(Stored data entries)
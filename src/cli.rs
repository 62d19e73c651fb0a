use std::str::FromStr;
use std::sync::Arc;

use chrono::Local;
use clap::{Parser, Subcommand};
use inquire::Text;
use tokio::sync::Mutex;

use crate::events::queue::StoreBus;
use crate::models::item::{date_key, CalendarItem, ItemKind, Owner, Urgency, UNDATED_KEY};
use crate::service::commentary;
use crate::service::routing::{dispatch, Intent};
use crate::service::scheduler;
use crate::store::DB;

#[derive(Parser)]
struct Cli {
    #[command(subcommand)]
    command: Commands,
}

#[derive(Subcommand)]
enum Commands {
    /// Create a task or event
    Add {
        title: String,
        /// YYYY-MM-DD, or "undated" for an unscheduled task
        #[arg(long, default_value = UNDATED_KEY)]
        date: String,
        #[arg(long)]
        start: Option<String>,
        #[arg(long)]
        end: Option<String>,
        /// Estimated minutes, used when no times are given
        #[arg(long)]
        duration: Option<i64>,
        #[arg(long, default_value = "task")]
        kind: ItemKind,
        #[arg(long, default_value = "none")]
        urgency: Urgency,
        /// binyamin, nana or shared; defaults to the configured viewer
        #[arg(long)]
        owner: Option<Owner>,
    },
    /// Create a task interactively
    AddPrompt {},
    /// Show one day's items, load and free windows
    Day { date: Option<String> },
    /// What should I work on right now?
    SuggestNow {},
    /// Schedule every undated task into the earliest free window
    PlaceTasks {},
    /// Find up to three windows of the given length in the next two weeks
    FindTime { minutes: u32 },
    /// Book recurring training sessions over the coming week
    Train { sessions: u32, minutes: u32 },
    /// Push an item out by its urgency offset
    Postpone { date: String, id: String },
    /// Mark an item done (removes it)
    Done { date: String, id: String },
}

pub async fn cli(shared_db: Arc<Mutex<DB>>, bus: StoreBus, viewer: Owner) {
    // Fine to panic here
    let cli = Cli::parse();
    let today = Local::now().date_naive();
    let mut snapshot = { shared_db.lock().await.clone() };

    match cli.command {
        Commands::Add {
            title,
            date,
            start,
            end,
            duration,
            kind,
            urgency,
            owner,
        } => {
            let mut item = CalendarItem::new(kind, owner.unwrap_or(viewer), &title, &date);
            item.start_time = start;
            item.end_time = end;
            item.duration = duration;
            item.urgency = urgency;
            match scheduler::create_item(&mut snapshot, &bus, item) {
                Ok(id) => println!("Created {} ({})", title, id),
                Err(e) => println!("Failed to create item: {}", e),
            }
        }
        Commands::AddPrompt {} => {
            if let Err(e) = create_item_from_prompt(&mut snapshot, &bus, viewer) {
                println!("Failed to create item: {}", e);
            }
        }
        Commands::Day { date } => {
            let key = date.unwrap_or_else(|| date_key(today));
            print_day_items(&snapshot, &key);
            let report = dispatch(
                &mut snapshot,
                &bus,
                Intent::DayLoad { date_key: key },
                today,
                viewer,
            );
            println!("{}", commentary::wrap(&report));
        }
        Commands::SuggestNow {} => {
            let report = dispatch(&mut snapshot, &bus, Intent::SuggestNow, today, viewer);
            println!("{}", commentary::wrap(&report));
        }
        Commands::PlaceTasks {} => {
            let report = dispatch(&mut snapshot, &bus, Intent::PlaceTasks, today, viewer);
            println!("{}", commentary::wrap(&report));
        }
        Commands::FindTime { minutes } => {
            let report = dispatch(
                &mut snapshot,
                &bus,
                Intent::FreeTime {
                    duration_minutes: minutes,
                },
                today,
                viewer,
            );
            println!("{}", commentary::wrap(&report));
        }
        Commands::Train { sessions, minutes } => {
            let report = dispatch(
                &mut snapshot,
                &bus,
                Intent::Training {
                    sessions,
                    session_minutes: minutes,
                },
                today,
                viewer,
            );
            println!("{}", commentary::wrap(&report));
        }
        Commands::Postpone { date, id } => {
            match scheduler::postpone_task(&mut snapshot, &bus, &date, &id) {
                Ok(new_key) => println!("Moved to {}", new_key),
                Err(e) => println!("Failed to postpone: {}", e),
            }
        }
        Commands::Done { date, id } => {
            match scheduler::mark_done(&mut snapshot, &bus, &date, &id) {
                Ok(()) => println!("Done."),
                Err(e) => println!("Failed to remove item: {}", e),
            }
        }
    }
}

fn print_day_items(db: &DB, date_key: &str) {
    let Some(bucket) = db.get(date_key) else {
        println!("Nothing on {}.", date_key);
        return;
    };
    let mut items: Vec<&CalendarItem> = bucket.values().collect();
    // Timed items first, ordered by clock; HH:MM sorts lexicographically.
    items.sort_by(|a, b| match (&a.start_time, &b.start_time) {
        (Some(a_start), Some(b_start)) => a_start.cmp(b_start),
        (Some(_), None) => std::cmp::Ordering::Less,
        (None, Some(_)) => std::cmp::Ordering::Greater,
        (None, None) => a.title.cmp(&b.title),
    });
    for item in items {
        let mut line = format!("  [{}] {} ({})", item.id, item.title, item.owner);
        if let (Some(start), Some(end)) = (&item.start_time, &item.end_time) {
            line.push_str(&format!(" {}–{}", start, end));
        }
        if item.urgency != Urgency::None {
            line.push_str(&format!(" urgency:{}", item.urgency));
        }
        if item.is_recurring() {
            line.push_str(" (recurring)");
        }
        println!("{}", line);
    }
}

fn create_item_from_prompt(db: &mut DB, bus: &StoreBus, viewer: Owner) -> Result<String, String> {
    let title = Text::new("Title:").prompt().map_err(|e| e.to_string())?;
    let date = Text::new("Date (YYYY-MM-DD, empty for undated):")
        .prompt()
        .map_err(|e| e.to_string())?;
    let kind_answer = Text::new("Kind (task/event):")
        .with_default("task")
        .prompt()
        .map_err(|e| e.to_string())?;
    let start = Text::new("Start time (HH:MM, optional):")
        .prompt()
        .map_err(|e| e.to_string())?;
    let end = Text::new("End time (HH:MM, optional):")
        .prompt()
        .map_err(|e| e.to_string())?;
    let duration = Text::new("Estimated minutes (optional):")
        .prompt()
        .map_err(|e| e.to_string())?;
    let urgency = Text::new("Urgency (today/week/month/none):")
        .with_default("none")
        .prompt()
        .map_err(|e| e.to_string())?;

    let date = if date.trim().is_empty() {
        UNDATED_KEY.to_string()
    } else {
        date.trim().to_string()
    };
    let mut item = CalendarItem::new(
        ItemKind::from_str(kind_answer.trim())?,
        viewer,
        title.trim(),
        &date,
    );
    item.start_time = non_empty(start);
    item.end_time = non_empty(end);
    item.duration = match non_empty(duration) {
        Some(value) => Some(value.parse::<i64>().map_err(|e| e.to_string())?),
        None => None,
    };
    item.urgency = Urgency::from_str(urgency.trim())?;

    let id = scheduler::create_item(db, bus, item)?;
    println!("Created {} ({})", title.trim(), id);
    Ok(id)
}

fn non_empty(value: String) -> Option<String> {
    let trimmed = value.trim();
    if trimmed.is_empty() {
        None
    } else {
        Some(trimmed.to_string())
    }
}
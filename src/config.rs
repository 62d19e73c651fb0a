use std::collections::HashMap;
use std::env;
use std::fs;
use std::str::FromStr;

use crate::models::item::Owner;

/// Flat KEY=VALUE config, loaded from an optional env-style file. Process
/// environment variables win over file entries so deployments can override
/// without editing the file.
#[derive(Debug, Default, Clone)]
pub struct AppConfig {
    values: HashMap<String, String>,
}

impl AppConfig {
    pub fn from_file(path: &str) -> Result<Self, String> {
        let content = fs::read_to_string(path).map_err(|e| e.to_string())?;
        let mut values = HashMap::new();
        for (idx, line) in content.lines().enumerate() {
            match parse_line(line) {
                Ok(Some((key, value))) => {
                    values.insert(key, value);
                }
                Ok(None) => {}
                Err(()) => return Err(format!("Invalid config line {}: {}", idx + 1, line)),
            }
        }
        Ok(Self { values })
    }

    pub fn get(&self, key: &str) -> Option<String> {
        env::var(key).ok().or_else(|| self.values.get(key).cloned())
    }

    /// Which household member the CLI acts for. PLANNER_USER, defaulting to
    /// binyamin (matching the original app's initial state).
    pub fn viewer(&self) -> Owner {
        self.get("PLANNER_USER")
            .and_then(|value| Owner::from_str(&value).ok())
            .unwrap_or(Owner::Binyamin)
    }
}

fn parse_line(line: &str) -> Result<Option<(String, String)>, ()> {
    let trimmed = line.trim();
    if trimmed.is_empty() || trimmed.starts_with('#') {
        return Ok(None);
    }
    let trimmed = trimmed.strip_prefix("export ").unwrap_or(trimmed);
    let Some((key, value)) = trimmed.split_once('=') else {
        return Err(());
    };
    let mut value = value.trim().to_string();
    if (value.starts_with('"') && value.ends_with('"') && value.len() >= 2)
        || (value.starts_with('\'') && value.ends_with('\'') && value.len() >= 2)
    {
        value = value[1..value.len() - 1].to_string();
    }
    Ok(Some((key.trim().to_string(), value)))
}
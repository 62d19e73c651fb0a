use tokio::sync::mpsc;

use crate::store::{StoreCommand, StoreSink};

/// Bounded channel carrying store writes from the engine to the store
/// worker. Emission is fire-and-forget: the engine never waits for the
/// store's round-trip.
#[derive(Clone)]
pub struct StoreBus {
    tx: mpsc::Sender<StoreCommand>,
}

impl StoreBus {
    pub fn new(buffer: usize) -> (Self, mpsc::Receiver<StoreCommand>) {
        let (tx, rx) = mpsc::channel(buffer);
        (Self { tx }, rx)
    }
}

impl StoreSink for StoreBus {
    fn commit(&self, command: StoreCommand) -> Result<(), String> {
        self.tx
            .try_send(command)
            .map_err(|err| format!("store bus unavailable: {}", err))
    }
}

* [TASK INSTRUCTIONS] The lines above, starting at the one with "item.duration = match" and ending at the one with "use crate::models::item::Owner;", are the only ones to return, exactly as written.

* [REPLY TO THE EXERCISE]
    item.duration = match non_empty(duration) {
        Some(value) => Some(value.parse::<i64>().map_err(|e| e.to_string())?),
        None => None,
    };
    item.urgency = Urgency::from_str(urgency.trim())?;

    let id = scheduler::create_item(db, bus, item)?;
    println!("Created {} ({})", title.trim(), id);
    Ok(id)
}

fn non_empty(value: String) -> Option<String> {
    let trimmed = value.trim();
    if trimmed.is_empty() {
        None
    } else {
        Some(trimmed.to_string())
    }
}
filename src/config.rs
repository 62d19e73c651fb0a
use std::collections::HashMap;
use std::env;
use std::fs;
use std::str::FromStr;

use crate::models::item::Owner;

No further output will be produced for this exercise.